#### [Activity]
Give again, word for word, each line below starting at the one that contains "pub trait StateMachine: Sized" and ending at the one that contains "from current state.".
*** Opening Records for this exercise ***
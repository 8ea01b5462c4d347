//! State machine trait for status enums.
//!
//! Provides a consistent interface for validating and performing state
//! transitions across entity lifecycle statuses (session phase, application
//! status).

use super::ValidationError;

/// Trait for status enums that represent state machines.
///
/// Implementors define valid state transitions and get validated
/// transition methods for free.
///
/// # Example
///
/// ```ignore
/// impl StateMachine for ApplicationStatus {
///     fn can_transition_to(&self, target: &Self) -> bool {
///         matches!(
///             (self, target),
///             (Applied, UnderReview) |
///             (UnderReview, Offered) |
///             // ... etc
///         )
///     }
///
///     fn valid_transitions(&self) -> Vec<Self> {
///         match self {
///             Applied => vec![UnderReview, Withdrawn],
///             UnderReview => vec![Offered, Rejected, Withdrawn],
///             // ... etc
///         }
///     }
/// }
///
/// // Usage:
/// let new_status = current_status.transition_to(ApplicationStatus::Offered)?;
/// ```
pub trait StateMachine: Sized + Copy + PartialEq + std::fmt::Debug {
    /// Returns true if transition from self to target is valid.
    fn can_transition_to(&self, target: &Self) -> bool;

    /// Returns all valid target states from current state.
    fn valid_transitions(&self) -> Vec<Self>;

    /// Performs transition with validation, returning error if invalid.
    ///
    /// This is the preferred way to change state, as it ensures
    /// the transition is valid according to the state machine rules.
    fn transition_to(&self, target: Self) -> Result<Self, ValidationError> {
        if self.can_transition_to(&target) {
            Ok(target)
        } else {
            Err(ValidationError::invalid_format(
                "state_transition",
                format!("Cannot transition from {:?} to {:?}", self, target),
            ))
        }
    }

    /// Checks if current state is terminal (no valid outgoing transitions).
    fn is_terminal(&self) -> bool {
        self.valid_transitions().is_empty()
    }
}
*** Closing Records for this exercise ***
#### [Output for this exercise]
pub trait StateMachine: Sized + Copy + PartialEq + std::fmt::Debug {
    /// Returns true if transition from self to target is valid.
    fn can_transition_to(&self, target: &Self) -> bool;

    /// Returns all valid target states from current state.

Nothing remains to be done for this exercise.